Insurers brace for ObamaCare upheaval
President-elect Donald Trump says he wants to repeal ObamaCare but keep the protections for people with pre-existing conditions. Achieving that will be easier said than done.
Insurance companies warn that requiring them to cover anyone, regardless of their health status, could have disastrous consequences if not paired with the right policies.
{mosads}Without a mandate requiring people to buy coverage, insurers warn, only sick people would have reason to buy coverage. That could lead to sky-high premiums and the collapse of the insurance market — what has long been referred to as a “death spiral.”
Yet Republicans appear determined to repeal ObamaCare’s coverage mandate, along with much of the rest of the law, while potentially keeping the popular ban on discriminating based on pre-existing conditions in place.
“There’s a huge amount of uncertainty that I think freaks them out a little bit,” one insurance lobbyist said of health insurers’ thinking.
The possibility that Republicans could repeal much of ObamaCare on a delayed timetable, giving themselves a year or two to come up with a replacement before repeal takes full effect, is adding even more uncertainty.
The Republican push to repeal ObamaCare has also put a cloud over the roughly 20 million people who could lose coverage once the law is repealed.
Before ObamaCare, insurance companies had long lists of illnesses and health problems that they viewed as pre-existing conditions. They could deny people coverage if they had anything on the list.
In an interview with CBS’s “60 Minutes” on Sunday, Trump said he plans to keep the ban on such discrimination, calling it one of ObamaCare’s “strongest assets.”
But experts warn that the ban alone, without some incentive to get healthy people to sign up, could wreak havoc.
“There is a bipartisan desire to guarantee insurance for pre-existing conditions,” Larry Levitt, a healthcare expert at the Kaiser Family Foundation, wrote on Twitter. “Sadly, there’s no magic pixie dust that makes it easy.”
New York, for example, tried having a ban on discrimination based on pre-existing conditions without a mandate before ObamaCare and saw premiums skyrocket.
“You don’t have to go too far to find out what the effect would be,” said Sabrina Corlette, a health policy professor at Georgetown University, pointing to the New York example.
“It was a market in a death spiral, and by that I mean the premiums were exorbitantly expensive,” she said. “Very few people were able to enroll.”
Republicans have put forward some proposals to replace the coverage mandate, though it is unclear if any of them would work.
The House Republican plan spearheaded by Speaker Paul Ryan (R-Wis.), for example, would protect people with pre-existing conditions if they have what is called “continuous coverage.”
That is, people with pre-existing conditions would be protected when they switch insurance plans, but people who are uninsured and trying to sign up for the first time would not have protection.

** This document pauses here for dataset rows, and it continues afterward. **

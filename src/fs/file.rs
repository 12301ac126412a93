use std::io::{self, Read, Seek, SeekFrom, Write};

use fatfs::File;
use log::{debug, warn};

use super::Volume;
use crate::{Result, SdBenchError};

/// How [`super::Mount::open_file`] treats the target
#[derive(Debug, Clone, Copy, PartialEq, Eq)]
pub enum OpenMode {
    /// Existing file, read access
    Read,
    /// Create the file, or truncate it to zero length if present
    CreateTruncate,
}

/// One open file on a mounted volume
///
/// The handle holds the mount's mutable borrow, so only one file is open
/// at a time. Dropping the handle releases the file; `close` does the
/// same but reports a failed final flush.
pub struct FileHandle<'a, 'd> {
    path: String,
    mode: OpenMode,
    file: File<'a, Volume<'d>>,
}

impl<'a, 'd> FileHandle<'a, 'd> {
    pub(crate) fn new(path: &str, mode: OpenMode, file: File<'a, Volume<'d>>) -> Self {
        debug!("opened {} ({:?})", path, mode);
        Self {
            path: path.to_string(),
            mode,
            file,
        }
    }

    pub fn path(&self) -> &str {
        &self.path
    }

    /// Move the file position; returns the new offset
    pub fn seek(&mut self, pos: SeekFrom) -> Result<u64> {
        self.file.seek(pos).map_err(|source| SdBenchError::Seek {
            path: self.path.clone(),
            source,
        })
    }

    /// Read until `buf` is full or the end of the file; returns the byte
    /// count, which is short only at end of file
    pub fn read(&mut self, buf: &mut [u8]) -> Result<usize> {
        let mut done = 0;
        while done < buf.len() {
            match self.file.read(&mut buf[done..]) {
                Ok(0) => break,
                Ok(n) => done += n,
                Err(e) if e.kind() == io::ErrorKind::Interrupted => continue,
                Err(e) => return Err(e.into()),
            }
        }
        Ok(done)
    }

    /// Write all of `buf` unless the volume runs out of space; returns the
    /// byte count, which is short only when the volume is full
    pub fn write(&mut self, buf: &[u8]) -> Result<usize> {
        if self.mode == OpenMode::Read {
            return Err(SdBenchError::Open {
                path: self.path.clone(),
                source: io::Error::new(io::ErrorKind::PermissionDenied, "opened read-only"),
            });
        }
        let mut done = 0;
        while done < buf.len() {
            match self.file.write(&buf[done..]) {
                Ok(0) => break,
                Ok(n) => done += n,
                Err(e) if e.kind() == io::ErrorKind::Interrupted => continue,
                Err(e) if done > 0 && is_volume_full(&e) => break,
                Err(e) => return Err(e.into()),
            }
        }
        Ok(done)
    }

    /// Flush cached data and the directory entry to the device
    pub fn sync(&mut self) -> Result<()> {
        self.file.flush()?;
        Ok(())
    }

    /// Flush and release the file
    pub fn close(mut self) -> Result<()> {
        self.sync()
    }
}

impl Drop for FileHandle<'_, '_> {
    fn drop(&mut self) {
        if let Err(e) = self.file.flush() {
            warn!("flush on close failed for {}: {}", self.path, e);
        }
        debug!("closed {}", self.path);
    }
}

fn is_volume_full(err: &io::Error) -> bool {
    // fatfs reports cluster exhaustion as Other with this message; any
    // other Other error is a device fault and must not be swallowed
    match err.kind() {
        io::ErrorKind::WriteZero => true,
        io::ErrorKind::Other => err
            .to_string()
            .to_ascii_lowercase()
            .contains("no space left"),
        _ => false,
    }
}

Under that system, it’s unclear where people who do not already have coverage would turn.
“That’s a way to maintain a stable market,” said Joe Antos, a healthcare expert at the conservative American Enterprise Institute. “That’s not a way to create a stable market.”
The House GOP plan also puts forward another longtime Republican idea: high-risk pools.
In a high-risk pool, people with pre-existing conditions can buy coverage separate from the regular market and receive a government subsidy to help afford it.
But states tried high-risk pools before ObamaCare, and they are widely seen as not having worked.
In 2000, research from Boston University health economist Austin Frakt found that just 8 percent of sick people who could not get coverage elsewhere were getting coverage through high-risk pools.
The main problem was lack of funding. Subsidizing coverage for sick people through high-risk pools costs a lot of money, and Republicans would have to commit to a large, sustained funding stream, a tough task.
“It’s not an implausible idea, but it requires a permanent commitment to funding,” Antos said.
Avik Roy, a leading conservative healthcare expert and former adviser to Sen. Marco Rubio’s (R-Fla.) presidential campaign, wrote in Forbes that a GOP plan would not have to include a mandate. Instead, he said generous tax credits for the poor and sick would help those people afford coverage.
But the House Republican plan would base its tax credits on people’s age, not their income, as ObamaCare does, meaning that poor people would not get any additional help.
“Some Republican approaches to replacing Obamacare insist on deploying a non-means-tested tax credit that doesn’t vary based on income or prior health status,” Roy wrote. “That approach doesn’t help those with pre-existing conditions.”